Search the records for lines with the word "DatabaseConnection" and copy each match.

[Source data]
· · ·

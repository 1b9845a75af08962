//! # Attribution Engine
//!
//! Model registry, weight calculation, journey building, and the run controller that
//! ties them together.

pub mod controller;
pub mod journey;
pub mod outcome;
pub mod registry;
pub mod run_config;
pub mod weights;

pub use controller::{CreateRunRequest, ResultPage, RunController, RunSummary, SummaryBucket};
pub use journey::{JourneyBuilder, Touchpoint};
pub use outcome::{ConversionOutcome, ErrorSummaryEntry, RunOutcome, RunStatus};
pub use registry::{AttributionModelCode, ModelDefinition, ModelRegistry};
pub use run_config::{RunConfig, RunConfigInput};
pub use weights::{TouchpointWeighting, UniformWeighting, WeightCalculator, compute_weights};
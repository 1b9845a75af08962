//! # Customer Repository
//!
//! Storage operations behind identity resolution. Write helpers are generic over
//! [`ConnectionTrait`] so the identity store can run them inside its transaction.

use chrono::Utc;
use sea_orm::{
    ActiveModelTrait, ColumnTrait, ConnectionTrait, DatabaseConnection, EntityTrait, QueryFilter,
    QueryOrder, Set, sea_query::OnConflict,
};
use uuid::Uuid;

use crate::error::EngineResult;
use crate::models::{Customer, CustomerIdentifier, customer, customer_identifier};

/// Repository for customers and their identifiers
#[derive(Debug, Clone)]
pub struct CustomerRepository {
    db: DatabaseConnection,
}

impl CustomerRepository {
    pub fn new(db: DatabaseConnection) -> Self {
        Self { db }
    }

    /// Find a customer by ID, ensuring it belongs to the specified tenant
    pub async fn find_by_tenant(
        &self,
        tenant_id: Uuid,
        customer_id: Uuid,
    ) -> EngineResult<Option<customer::Model>> {
        Ok(Customer::find_by_id(customer_id)
            .filter(customer::Column::TenantId.eq(tenant_id))
            .one(&self.db)
            .await?)
    }

    /// Identifiers for a customer, primary first then oldest first.
    pub async fn identifiers_for(
        &self,
        customer_id: Uuid,
    ) -> EngineResult<Vec<customer_identifier::Model>> {
        Ok(CustomerIdentifier::find()
            .filter(customer_identifier::Column::CustomerId.eq(customer_id))
            .order_by_desc(customer_identifier::Column::IsPrimary)
            .order_by_asc(customer_identifier::Column::CreatedAt)
            .order_by_asc(customer_identifier::Column::Id)
            .all(&self.db)
            .await?)
    }

    pub async fn find_identifier<C: ConnectionTrait>(
        conn: &C,
        tenant_id: Uuid,
        identifier_type: &str,
        value: &str,
    ) -> EngineResult<Option<customer_identifier::Model>> {
        Ok(CustomerIdentifier::find()
            .filter(customer_identifier::Column::TenantId.eq(tenant_id))
            .filter(customer_identifier::Column::IdentifierType.eq(identifier_type))
            .filter(customer_identifier::Column::Value.eq(value))
            .one(conn)
            .await?)
    }

    pub async fn find_customer<C: ConnectionTrait>(
        conn: &C,
        customer_id: Uuid,
    ) -> EngineResult<Option<customer::Model>> {
        Ok(Customer::find_by_id(customer_id).one(conn).await?)
    }

    pub async fn insert_customer<C: ConnectionTrait>(
        conn: &C,
        tenant_id: Uuid,
    ) -> EngineResult<customer::Model> {
        let now = Utc::now().fixed_offset();
        let customer = customer::ActiveModel {
            id: Set(Uuid::new_v4()),
            tenant_id: Set(tenant_id),
            created_at: Set(now),
            updated_at: Set(now),
        };
        Ok(customer.insert(conn).await?)
    }

    /// Inserts the identifier unless `(tenant_id, type, value)` is already taken.
    ///
    /// Returns `false` when another customer already owns the identifier.
    pub async fn insert_identifier_if_absent<C: ConnectionTrait>(
        conn: &C,
        tenant_id: Uuid,
        customer_id: Uuid,
        identifier_type: &str,
        value: &str,
        source_system: Option<&str>,
        is_primary: bool,
    ) -> EngineResult<bool> {
        let identifier = customer_identifier::ActiveModel {
            id: Set(Uuid::new_v4()),
            tenant_id: Set(tenant_id),
            customer_id: Set(customer_id),
            identifier_type: Set(identifier_type.to_string()),
            value: Set(value.to_string()),
            source_system: Set(source_system.map(str::to_string)),
            is_primary: Set(is_primary),
            created_at: Set(Utc::now().fixed_offset()),
        };

        let inserted = CustomerIdentifier::insert(identifier)
            .on_conflict(
                OnConflict::columns([
                    customer_identifier::Column::TenantId,
                    customer_identifier::Column::IdentifierType,
                    customer_identifier::Column::Value,
                ])
                .do_nothing()
                .to_owned(),
            )
            .exec_without_returning(conn)
            .await?;

        Ok(inserted > 0)
    }
}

· · ·

**Expected answer:**
    ActiveModelTrait, ColumnTrait, ConnectionTrait, DatabaseConnection, EntityTrait, QueryFilter,
    db: DatabaseConnection,
    pub fn new(db: DatabaseConnection) -> Self {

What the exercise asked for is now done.